Unidentified network, can't connect to the Internet

wixerzp

Commendable
Aug 10, 2016
10
0
1,510
I have been looking all over for a solution to this problem, but I have yet to find one. It all started when one day I booted up my computer and out of nowhere I couldn't connect to the Internet. I restarted my PC, hoping for a quick fix, but instead what happened is that my computer wouldn't boot up anymore. Every time it tried to boot up, it showed a blue screen of death for a brief moment shortly after the Windows logo starts forming and turned off. What fixed this problem is using the "Last known good configuration" setting on the Advanced Boot Options Menu. However, even though the computer could boot up now, it still showed that my network is unidentified and it wouldn't connect to the Internet. Strangely, my other PC that is connected to this network had a Internet connection, and Wi-Fi worked for my Android phones. However, I noticed that the connection was very unusually slow for these devices for a while, but after a day or so the connection speed was normal again. I first thought that a virus could have caused this, especially considering that the CPU and memory usage for this PC was extremely high even though nothing was running. I used a flash drive to bring over some software to the PC: rKill, MalwareBytes, ADWCleaner. Rkill didn't find anything, MalwareBytes didn't find anything (I checked the "scan for rootkits" option), but ADWCleaner found some PUPs and deleted them. CPU and memory usage seems fine after this, however there was still no connection to the Internet. What I did next was:

  • Use the NetAdapter Repair tool, which didn't help.
    Replace my network adapter to one which I know was working, didn't help.
    Connect a USB wireless network adapter, install the drivers for it, and it could connect to my Wi-Fi network, but it still showed up as unidentified, so I couldn't connect to the Internet.
    Reinstalled drivers for my Ethernet network adapter.
    Tried connecting the Ethernet cable to different router ports, didn't help.
    Connecting the Ethernet cable directly to the modem, didn't help.
    Tried a different Ethernet cable, didn't help.
    Tried disabling and then enabling Local Area Connection, didn't help.
    Tried ipconfig /release, which results in this: "An error occured while releasing interface Local Area Connection : An adress has not yet been associated with the network endpoint."
    Tried ipconfig /renew, which results in this: "An error occured while releasing interface Local Area Connection : A socket operation encountered a dead network."
    Tried netsh winsock reset and netsh int ip reset, both were successful, but after restarting the computer the problem still remains.
    Tried ipconfig /flushdns, which was successful but the problem remains.
Really stumped on what could be the problem here, what could it be?
 
Solution
Windows reset is a windows 10 feature that reinstalled all the system files, but leaves your personal files in place. Fairly painless, but you do have to reinstall all your software. As memory serves, windows 7 also has a repair install, that is generally less painful than a full reinstall. You may want to read up on that.

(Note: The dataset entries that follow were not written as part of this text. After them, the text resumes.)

//! Core types for the staking ledger

use crate::address::{AccAddress, ConsPubKey, ValAddress};
use crate::error::{Error, Result};
use chrono::{DateTime, Utc};
use rust_decimal::prelude::ToPrimitive;
use rust_decimal::{Decimal, RoundingStrategy};
use serde::{Deserialize, Serialize};
use std::fmt;

/// Fractional digits kept on delegator shares
pub const SHARE_PRECISION: u32 = 10;

/// Decimals rendered as strings with exactly 18 fractional digits
pub mod dec_str {
    use rust_decimal::Decimal;
    use serde::{de, Deserialize, Deserializer, Serializer};
    use std::str::FromStr;

    /// Fractional digits in the rendered form
    pub const PRECISION: u32 = 18;

    /// Render at fixed precision
    pub fn to_string(d: &Decimal) -> String {
        format!("{:.*}", PRECISION as usize, d)
    }

    /// Parse, rejecting values that carry more than 18 fractional digits
    pub fn parse(s: &str) -> Result<Decimal, String> {
        let d = Decimal::from_str(s).map_err(|e| e.to_string())?;
        if d.normalize().scale() > PRECISION {
            return Err(format!("decimal {} has more than {} fractional digits", s, PRECISION));
        }
        Ok(d)
    }

    #[allow(missing_docs)]
    pub fn serialize<S: Serializer>(d: &Decimal, serializer: S) -> Result<S::Ok, S::Error> {
        serializer.serialize_str(&to_string(d))
    }

    #[allow(missing_docs)]
    pub fn deserialize<'de, D: Deserializer<'de>>(deserializer: D) -> Result<Decimal, D::Error> {
        let s = String::deserialize(deserializer)?;
        parse(&s).map_err(de::Error::custom)
    }

    /// Optional variant; `None` renders as `null`
    pub mod option {
        use rust_decimal::Decimal;
        use serde::{de, Deserialize, Deserializer, Serializer};

        #[allow(missing_docs)]
        pub fn serialize<S: Serializer>(d: &Option<Decimal>, serializer: S) -> Result<S::Ok, S::Error> {
            match d {
                Some(d) => serializer.serialize_str(&super::to_string(d)),
                None => serializer.serialize_none(),
            }
        }

        #[allow(missing_docs)]
        pub fn deserialize<'de, D: Deserializer<'de>>(
            deserializer: D,
        ) -> Result<Option<Decimal>, D::Error> {
            Option::<String>::deserialize(deserializer)?
                .map(|s| super::parse(&s).map_err(de::Error::custom))
                .transpose()
        }
    }
}

/// Integral amounts rendered as plain integer strings
pub mod int_str {
    use rust_decimal::Decimal;
    use serde::{de, Deserialize, Deserializer, Serializer};
    use std::str::FromStr;

    /// Parse an integral amount
    pub fn parse(s: &str) -> Result<Decimal, String> {
        let d = Decimal::from_str(s).map_err(|e| e.to_string())?;
        if !d.fract().is_zero() {
            return Err(format!("amount {} is not an integer", s));
        }
        Ok(d.trunc())
    }

    #[allow(missing_docs)]
    pub fn serialize<S: Serializer>(d: &Decimal, serializer: S) -> Result<S::Ok, S::Error> {
        serializer.serialize_str(&d.trunc().to_string())
    }

    #[allow(missing_docs)]
    pub fn deserialize<'de, D: Deserializer<'de>>(deserializer: D) -> Result<Decimal, D::Error> {
        let s = String::deserialize(deserializer)?;
        parse(&s).map_err(de::Error::custom)
    }

    /// Optional variant; `None` renders as `null`
    pub mod option {
        use rust_decimal::Decimal;
        use serde::{de, Deserialize, Deserializer, Serializer};

        #[allow(missing_docs)]
        pub fn serialize<S: Serializer>(d: &Option<Decimal>, serializer: S) -> Result<S::Ok, S::Error> {
            match d {
                Some(d) => serializer.serialize_str(&d.trunc().to_string()),
                None => serializer.serialize_none(),
            }
        }

        #[allow(missing_docs)]
        pub fn deserialize<'de, D: Deserializer<'de>>(
            deserializer: D,
        ) -> Result<Option<Decimal>, D::Error> {
            Option::<String>::deserialize(deserializer)?
                .map(|s| super::parse(&s).map_err(de::Error::custom))
                .transpose()
        }
    }
}

pub(crate) fn checked_add(a: Decimal, b: Decimal) -> Result<Decimal> {
    a.checked_add(b)
        .ok_or_else(|| Error::Arithmetic(format!("overflow adding {} and {}", a, b)))
}

pub(crate) fn checked_sub(a: Decimal, b: Decimal) -> Result<Decimal> {
    a.checked_sub(b)
        .ok_or_else(|| Error::Arithmetic(format!("overflow subtracting {} from {}", b, a)))
}

/// Zero time, used for unset timestamps
pub fn epoch() -> DateTime<Utc> {
    DateTime::<Utc>::from(std::time::UNIX_EPOCH)
}

/// `a * mul / div`.
///
/// The product is formed first when it fits in 96 bits. Otherwise the ratio
/// `mul / div` (28 significant digits) is applied to `a`, so chain-scale
/// amounts never fail on the intermediate.
fn checked_mul_div(a: Decimal, mul: Decimal, div: Decimal) -> Result<Decimal> {
    let overflow = || Error::Arithmetic(format!("cannot compute {} * {} / {}", a, mul, div));
    if div.is_zero() {
        return Err(overflow());
    }
    if mul == div {
        return Ok(a);
    }
    a.checked_mul(mul)
        .and_then(|p| p.checked_div(div))
        .or_else(|| mul.checked_div(div).and_then(|ratio| a.checked_mul(ratio)))
        .or_else(|| a.checked_div(div).and_then(|q| q.checked_mul(mul)))
        .ok_or_else(overflow)
}

/// Token amount with denomination
#[derive(Debug, Clone, PartialEq, Eq, Hash, Serialize, Deserialize)]
pub struct Coin {
    /// Denomination
    pub denom: String,
    /// Integral amount
    #[serde(with = "int_str")]
    pub amount: Decimal,
}

impl Coin {
    /// Create a coin
    pub fn new(denom: impl Into<String>, amount: impl Into<Decimal>) -> Self {
        Self {
            denom: denom.into(),
            amount: amount.into(),
        }
    }

    /// Amount strictly above zero
    pub fn is_positive(&self) -> bool {
        self.amount > Decimal::ZERO
    }

    /// Amount below zero
    pub fn is_negative(&self) -> bool {
        self.amount < Decimal::ZERO
    }
}

impl fmt::Display for Coin {
    fn fmt(&self, f: &mut fmt::Formatter<'_>) -> fmt::Result {
        write!(f, "{}{}", self.amount, self.denom)
    }
}

/// A coin list is valid when every coin is positive with a non-blank denom
/// and denominations are strictly ascending
pub fn coins_valid(coins: &[Coin]) -> bool {
    coins
        .iter()
        .all(|c| c.is_positive() && !c.denom.trim().is_empty())
        && coins.windows(2).all(|w| w[0].denom < w[1].denom)
}

/// Validator description
#[derive(Debug, Clone, Default, PartialEq, Eq, Serialize, Deserialize)]
pub struct Description {
    /// Name
    pub moniker: String,
    /// Optional identity signature (ex. UPort or Keybase)
    pub identity: String,
    /// Optional website link
    pub website: String,
    /// Optional details
    pub details: String,
}

impl Description {
    /// Marker that keeps the stored value of a field on edit
    pub const DO_NOT_MODIFY: &'static str = "[do-not-modify]";

    /// Max moniker length
    pub const MAX_MONIKER_LENGTH: usize = 70;
    /// Max identity length
    pub const MAX_IDENTITY_LENGTH: usize = 3000;
    /// Max website length
    pub const MAX_WEBSITE_LENGTH: usize = 140;
    /// Max details length
    pub const MAX_DETAILS_LENGTH: usize = 280;

    /// Create a description
    pub fn new(
        moniker: impl Into<String>,
        identity: impl Into<String>,
        website: impl Into<String>,
        details: impl Into<String>,
    ) -> Self {
        Self {
            moniker: moniker.into(),
            identity: identity.into(),
            website: website.into(),
            details: details.into(),
        }
    }

    /// True when every field is empty
    pub fn is_empty(&self) -> bool {
        *self == Description::default()
    }

    /// Apply an edit; empty or `[do-not-modify]` fields keep the stored value
    pub fn merge(&self, edit: &Description) -> Description {
        fn pick(current: &str, edit: &str) -> String {
            if edit.is_empty() || edit == Description::DO_NOT_MODIFY {
                current.to_string()
            } else {
                edit.to_string()
            }
        }

        Description {
            moniker: pick(&self.moniker, &edit.moniker),
            identity: pick(&self.identity, &edit.identity),
            website: pick(&self.website, &edit.website),
            details: pick(&self.details, &edit.details),
        }
    }

    /// Enforce field length limits
    pub fn ensure_length(&self) -> Result<()> {
        let checks = [
            ("moniker", &self.moniker, Self::MAX_MONIKER_LENGTH),
            ("identity", &self.identity, Self::MAX_IDENTITY_LENGTH),
            ("website", &self.website, Self::MAX_WEBSITE_LENGTH),
            ("details", &self.details, Self::MAX_DETAILS_LENGTH),
        ];
        for (field, value, max) in checks {
            let len = value.chars().count();
            if len > max {
                return Err(Error::InvalidInput(format!(
                    "invalid {} length; got: {}, max: {}",
                    field, len, max
                )));
            }
        }
        Ok(())
    }
}

/// Commission parameters chosen at validator creation
#[derive(Debug, Clone, Copy, Default, PartialEq, Eq, Serialize, Deserialize)]
pub struct CommissionRates {
    /// Current commission rate
    #[serde(with = "dec_str")]
    pub rate: Decimal,
    /// Upper bound for the rate, fixed forever
    #[serde(with = "dec_str")]
    pub max_rate: Decimal,
    /// Max change of the rate per edit, fixed forever
    #[serde(with = "dec_str")]
    pub max_change_rate: Decimal,
}

impl CommissionRates {
    /// Create commission rates
    pub fn new(rate: Decimal, max_rate: Decimal, max_change_rate: Decimal) -> Self {
        Self {
            rate,
            max_rate,
            max_change_rate,
        }
    }

    /// True when all rates are zero
    pub fn is_empty(&self) -> bool {
        *self == CommissionRates::default()
    }
}

/// Stored commission of a validator
#[derive(Debug, Clone, Copy, PartialEq, Eq, Serialize, Deserialize)]
pub struct Commission {
    /// Rates
    pub commission_rates: CommissionRates,
    /// Time of the last rate change
    pub update_time: DateTime<Utc>,
}

/// Bonding status of a validator
#[derive(Debug, Clone, Copy, PartialEq, Eq, PartialOrd, Ord, Hash, Serialize, Deserialize)]
pub enum BondStatus {
    /// Outside the active set, tokens in the not-bonded pool
    Unbonded,
    /// Leaving the active set, waiting out the unbonding period
    Unbonding,
    /// In the active set
    Bonded,
}

impl fmt::Display for BondStatus {
    fn fmt(&self, f: &mut fmt::Formatter<'_>) -> fmt::Result {
        let s = match self {
            BondStatus::Unbonded => "Unbonded",
            BondStatus::Unbonding => "Unbonding",
            BondStatus::Bonded => "Bonded",
        };
        f.write_str(s)
    }
}

/// Validator record
#[derive(Debug, Clone, PartialEq, Eq, Serialize, Deserialize)]
pub struct Validator {
    /// Operator address
    pub operator_address: ValAddress,
    /// Consensus public key
    pub consensus_pubkey: ConsPubKey,
    /// Jailed validators cannot be bonded or receive delegations
    pub jailed: bool,
    /// Bonding status
    pub status: BondStatus,
    /// Tokens held by the validator
    pub tokens: Decimal,
    /// Total shares issued to delegators
    pub delegator_shares: Decimal,
    /// Description
    pub description: Description,
    /// Height at which unbonding started
    pub unbonding_height: u64,
    /// Time at which unbonding completes
    pub unbonding_completion_time: DateTime<Utc>,
    /// Commission
    pub commission: Commission,
    /// Minimum self-delegation
    pub min_self_delegation: Decimal,
    /// Denomination of the validator's share token
    pub share_token_denom: String,
}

Another option is to do a rollback even further and see if that fixes it.
Everything you describe sounds like software corruption. Especially the rollback getting your computer working again and new network adapters not working. I am surprised that the stack reset didn't fix it. You can try a system file scan (sfc /scannow) but I generally have limited success with that. After that, you probably talking about a windows reset (windows 10?).
 

wixerzp

Commendable
Aug 10, 2016
10
0
1,510


The system file scan didn't help. I'm using Windows 7, by "windows reset" you mean reinstalling? I'd rather not do that for now, atleast until I know I've tried everything I can to fix it.
 
Windows reset is a windows 10 feature that reinstalled all the system files, but leaves your personal files in place. Fairly painless, but you do have to reinstall all your software. As memory serves, windows 7 also has a repair install, that is generally less painful than a full reinstall. You may want to read up on that.

Another option is to do a rollback even further and see if that fixes it.